Las Vegas and a Broken Church (October 8, 2017)

I was going to write an inspiring stewardship sermon for today. One that would move every person who hears it to increase their giving and joyfully re-write their 2018 Estimate of Giving cards with a much higher dollar amount. Everyone would discover the joy of generous giving, and would put that into practice today.

That was my intention. But it’s not what I’m going to do.

Some part of me is tearing open. And the violence last Sunday in Las Vegas, and especially our responses since then, have ripped open that tear in ways that are proving difficult. I’m recognizing the work of the Holy Spirit there. That, combined with my own awareness of the gospel of Christ makes a sermon about increased financial giving seem out of whack. At least today.

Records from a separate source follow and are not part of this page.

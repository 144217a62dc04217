// Pull export from a source node, validate contiguity, fetch missing blobs,
// commit atomically. Grounded on
// `infrastructure/write_ahead_log.rs`'s transaction-status state machine
// (`Pending -> Executing -> Committed/Failed`) for the run-state enum, and
// on `infrastructure/service_discovery.rs`'s background-task fan-out idiom
// for the bounded-concurrency blob fetch.

use std::collections::HashMap;

use chrono::Utc;
use futures::stream::{self, StreamExt};
use tracing::{info, instrument, warn};

use crate::error::{AppError, AppResult};
use crate::infrastructure::blob_store::BlobStore;
use crate::infrastructure::db::Db;
use crate::infrastructure::peer_client::PeerClient;
use crate::infrastructure::sync_lock::{LockToken, SyncLock};
use crate::models::{CNodeUserExport, ExportResponse, FileRow, FileType, User};

/// Per-run lifecycle: lock is always released on every exit
/// from `Fetching` onward.
#[derive(Debug, Clone, Copy, PartialEq, Eq)]
pub enum SyncState {
    Idle,
    LockHeld,
    Fetching,
    Downloading,
    Committing,
    Failed,
}

#[derive(Debug, Clone, PartialEq, Eq)]
pub enum SyncWalletOutcome {
    /// `returned.clock == localMax`: source had nothing new.
    UpToDate,
    Synced { clock: i64 },
}

#[derive(Debug, Clone)]
pub struct SyncOutcome {
    pub results: HashMap<String, SyncWalletOutcome>,
}

#[derive(Clone)]
pub struct SyncWorker {
    db: Db,
    blob_store: BlobStore,
    peer_client: PeerClient,
    sync_lock: SyncLock,
    fetch_concurrency: usize,
}

impl SyncWorker {
    pub fn new(
        db: Db,
        blob_store: BlobStore,
        peer_client: PeerClient,
        sync_lock: SyncLock,
        fetch_concurrency: usize,
    ) -> Self {
        Self { db, blob_store, peer_client, sync_lock, fetch_concurrency }
    }

    #[instrument(skip(self))]
    pub async fn run(&self, wallets: &[String], source_endpoint: &str) -> AppResult<SyncOutcome> {
        let mut state = SyncState::Idle;
        let mut held_locks: Vec<LockToken> = Vec::new();

        let run_result = self.run_inner(wallets, source_endpoint, &mut state, &mut held_locks).await;

        for token in &held_locks {
            if let Err(e) = self.sync_lock.release(token).await {
                warn!("failed releasing sync lock {}: {e}", token.key);
            }
        }

        if run_result.is_err() {
            state = SyncState::Failed;
        }
        info!(?state, "sync run finished");
        run_result
    }

    async fn run_inner(
        &self,
        wallets: &[String],
        source_endpoint: &str,
        state: &mut SyncState,
        held_locks: &mut Vec<LockToken>,
    ) -> AppResult<SyncOutcome> {
        // Step 1: acquire the per-wallet sync lock for every wallet.
        for wallet in wallets {
            let key = SyncLock::key_for_wallet(wallet);
            let token = self.sync_lock.acquire(&key).await?;
            held_locks.push(token);
        }
        *state = SyncState::LockHeld;

        // Step 2: local clock per wallet (-1 if the user is unknown here).
        let mut local_max_by_wallet = HashMap::new();
        for wallet in wallets {
            let local_max = match self.db.get_user_by_wallet(wallet).await? {
                Some(user) => user.clock,
                None => -1,
            };
            local_max_by_wallet.insert(wallet.clone(), local_max);
        }

        // Clocks are 1-based (the first record a user ever gets is clock 1),
        // so an absent user (-1) baselines at 0, not -1, before adding 1.
        let clock_range_min = local_max_by_wallet
            .values()
            .copied()
            .map(|v| v.max(0))
            .min()
            .unwrap_or(0)
            + 1;

        // Step 3: export pull.
        *state = SyncState::Fetching;
        let export = self
            .peer_client
            .fetch_export(source_endpoint, wallets, clock_range_min)
            .await?;

        // Step 4: validate, per wallet.
        let mut results = HashMap::new();
        let mut to_commit: Vec<(User, CNodeUserExport)> = Vec::new();

        for wallet in wallets {
            let local_max = local_max_by_wallet[wallet];
            let entry = find_entry_for_wallet(&export, wallet)?;
            validate_response(wallet, local_max, entry)?;

            if entry.user.clock == local_max {
                results.insert(wallet.clone(), SyncWalletOutcome::UpToDate);
                continue;
            }

            to_commit.push((entry.user.clone(), entry.clone()));
        }

        if to_commit.is_empty() {
            return Ok(SyncOutcome { results });
        }

        // Step 5: fetch every referenced blob in bounded-concurrency batches.
        *state = SyncState::Downloading;
        for (_, entry) in &to_commit {
            self.fetch_blobs(entry, &export.peer_info.endpoints).await?;
        }

        // Step 6: single transaction, ordered inserts, commit.
        *state = SyncState::Committing;
        for (user, entry) in &to_commit {
            self.db
                .commit_import(user, &entry.clock_records, &entry.user_metas, &entry.tracks, &entry.files)
                .await?;
            results.insert(user.wallet.clone(), SyncWalletOutcome::Synced { clock: user.clock });
        }

        *state = SyncState::Idle;
        Ok(SyncOutcome { results })
    }

    /// Fetches every non-directory file's blob, track files and non-track
    /// files each in their own bounded-concurrency batch (default N=10).
    /// `FileRow` carries no separate track-foreign-key column (§3): `file_type
    /// == Audio` is the only attribute that ties a file to a track, so it is
    /// also the track/non-track split used here and by `db::commit_import`.
    #[instrument(skip(self, entry, peer_endpoints))]
    async fn fetch_blobs(&self, entry: &CNodeUserExport, peer_endpoints: &[String]) -> AppResult<()> {
        let (track_files, non_track_files): (Vec<&FileRow>, Vec<&FileRow>) = entry
            .files
            .iter()
            .filter(|f| f.file_type != FileType::Dir)
            .partition(|f| f.file_type == FileType::Audio);

        self.fetch_batch(&non_track_files, peer_endpoints).await?;
        self.fetch_batch(&track_files, peer_endpoints).await?;
        Ok(())
    }

    async fn fetch_batch(&self, files: &[&FileRow], peer_endpoints: &[String]) -> AppResult<()> {
        let n = self.fetch_concurrency.max(1);
        let results: Vec<AppResult<()>> = stream::iter(files.iter().map(|file| {
            let file = (*file).clone();
            let peer_endpoints = peer_endpoints.to_vec();
            async move { self.fetch_one_blob(&file, &peer_endpoints).await }
        }))
        .buffer_unordered(n)
        .collect()
        .await;

        for r in results {
            r?;
        }
        Ok(())
    }

    async fn fetch_one_blob(&self, file: &FileRow, peer_endpoints: &[String]) -> AppResult<()> {
        let path = self.blob_store.path_for(&file.multihash, file.dir_multihash.as_deref());
        if self.blob_store.metadata_len(&path).await?.is_some() {
            return Ok(());
        }

        let mut last_err = None;
        for peer in peer_endpoints {
            let fetched = match &file.dir_multihash {
                Some(dir) => {
                    let Some(name) = &file.file_name else { continue };
                    self.peer_client.fetch_dir_blob(peer, dir, name).await
                }
                None => self.peer_client.fetch_blob(peer, &file.multihash).await,
            };

            match fetched {
                Ok(bytes) => {
                    self.blob_store.write(&path, &bytes).await?;
                    return Ok(());
                }
                Err(e) => {
                    warn!("blob fetch from {peer} failed for {}: {e}", file.multihash);
                    last_err = Some(e);
                }
            }
        }

        Err(last_err.unwrap_or_else(|| {
            AppError::Upstream(format!("no peers available to fetch {}", file.multihash))
        }))
    }
}

fn find_entry_for_wallet<'a>(
    export: &'a ExportResponse,
    wallet: &str,
) -> AppResult<&'a CNodeUserExport> {
    export
        .cnode_users
        .values()
        .find(|entry| entry.user.wallet == wallet)
        .ok_or_else(|| {
            AppError::BadRequest(format!("export response did not include wallet {wallet}"))
        })
}

/// Structural/identity/progress/contiguity checks,
/// exposed standalone so tests can drive it without a live peer.
pub fn validate_response(wallet: &str, local_max: i64, entry: &CNodeUserExport) -> AppResult<()> {
    if entry.user.wallet != wallet {
        return Err(AppError::BadRequest(format!(
            "export entry wallet mismatch: expected {wallet}, got {}",
            entry.user.wallet
        )));
    }

    if entry.user.clock < local_max {
        return Err(AppError::Regression(format!(
            "source clock {} is behind local {local_max} for {wallet}",
            entry.user.clock
        )));
    }

    if entry.user.clock == local_max {
        return Ok(());
    }

    // Clocks are 1-based: an absent local user (-1) baselines at 0, so the
    // first expected clock on a cold pull is 1, not 0.
    let expected_first = local_max.max(0) + 1;
    match entry.clock_records.first() {
        Some(first) if first.clock == expected_first => {}
        Some(first) => {
            return Err(AppError::NonContiguous(format!(
                "export window for {wallet} starts at {}, expected {expected_first}",
                first.clock
            )))
        }
        None => {
            return Err(AppError::NonContiguous(format!(
                "export window for {wallet} had no clock records but clock advanced"
            )))
        }
    }

    for pair in entry.clock_records.windows(2) {
        if pair[1].clock != pair[0].clock + 1 {
            return Err(AppError::NonContiguous(format!(
                "clock gap between {} and {} for {wallet}",
                pair[0].clock, pair[1].clock
            )));
        }
    }

    Ok(())
}

#[cfg(test)]
mod tests {
    use super::*;
    use crate::models::{ClockInfo, ClockRecord, SourceKind};

    fn user(wallet: &str, clock: i64) -> User {
        User {
            user_uuid: "uuid-1".into(),
            wallet: wallet.into(),
            latest_block_number: 0,
            clock,
            created_at: Utc::now(),
        }
    }

    fn clock_record(clock: i64) -> ClockRecord {
        ClockRecord {
            user_uuid: "uuid-1".into(),
            clock,
            source_kind: SourceKind::UserMeta,
            created_at: Utc::now(),
        }
    }

    fn entry(wallet: &str, clock: i64, records: Vec<ClockRecord>) -> CNodeUserExport {
        CNodeUserExport {
            user: user(wallet, clock),
            clock_records: records,
            user_metas: vec![],
            tracks: vec![],
            files: vec![],
            clock_info: ClockInfo { local_clock_max: clock, requested_clock_range_min: 1, requested_clock_range_max: clock },
        }
    }

    #[test]
    fn up_to_date_is_accepted() {
        let e = entry("0xabc", 5, vec![]);
        assert!(validate_response("0xabc", 5, &e).is_ok());
    }

    #[test]
    fn regression_is_rejected() {
        let e = entry("0xabc", 3, vec![]);
        assert!(matches!(validate_response("0xabc", 5, &e), Err(AppError::Regression(_))));
    }

    #[test]
    fn non_contiguous_start_is_rejected() {
        let e = entry("0xabc", 5, vec![clock_record(3), clock_record(4), clock_record(5)]);
        assert!(matches!(validate_response("0xabc", 1, &e), Err(AppError::NonContiguous(_))));
    }

    #[test]
    fn gap_in_sequence_is_rejected() {
        let e = entry("0xabc", 5, vec![clock_record(1), clock_record(3)]);
        assert!(matches!(validate_response("0xabc", 0, &e), Err(AppError::NonContiguous(_))));
    }

    #[test]
    fn wallet_mismatch_is_rejected() {
        let e = entry("0xother", 5, vec![]);
        assert!(matches!(validate_response("0xabc", 0, &e), Err(AppError::BadRequest(_))));
    }

    #[test]
    fn cold_pull_starting_at_clock_one_is_accepted() {
        // local_max = -1 models a wallet this node has never seen; the first
        // clock a user can ever have is 1, not 0.
        let e = entry("0xabc", 3, vec![clock_record(1), clock_record(2), clock_record(3)]);
        assert!(validate_response("0xabc", -1, &e).is_ok());
    }
}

Something is broken in Christ’s church. It’s being torn open. Are you aware that (as of Oct 5, according to www.massshootingtracker.com) there have been 3 mass shootings in our country since Las Vegas? Two in FL and one in CA. They are the 340th and 341st mass shootings in the United States this year. This year. 341 mass shootings, which comes out to 12 mass shootings every 10 days. 12 every 10 days. More than one every day. All year.

Somehow, I don’t think Jesus is very happy about that. And I don’t think he’s very impressed with how we are responding to them. These are beloved, precious, holy children of God that are being gunned down every day. And as a country, our response is anything from weak to non-existent. That’s unacceptable. That’s incomprehensible.

But I’m more concerned about the attitude of Christ’s church, people who represent Jesus here on earth. Something is broken in the church. It’s being torn open.

I’m not talking about gun legislation or the 2nd Amendment. I’m talking about the fact that the disciples of Christ seem to be ignoring the teachings of Christ. Ignoring scripture. Ignoring our faith, our discipleship, our baptismal promise to be lights in the world.

Something is broken in the church. Deeply, systemically broken. It’s being torn open. We have become complacent about this kind of thing. We have accepted it as inevitable. We chalk it up to “evil,” which puts the blame “out there” somewhere and excuses us from dealing with it. Daily mass shootings are a symptom that the American church has lost its way. The church is people who are disciples of Jesus Christ, the one who said things like,

“Blessed are the peacemakers, for they will be called children of God.”

“Love your enemies and pray for those who persecute you.”

“Father, forgive them; for they do not know what they are doing.”

“But woe to you Pharisees! For you tithe mint and rue and herbs of all kinds, and neglect justice and the love of God”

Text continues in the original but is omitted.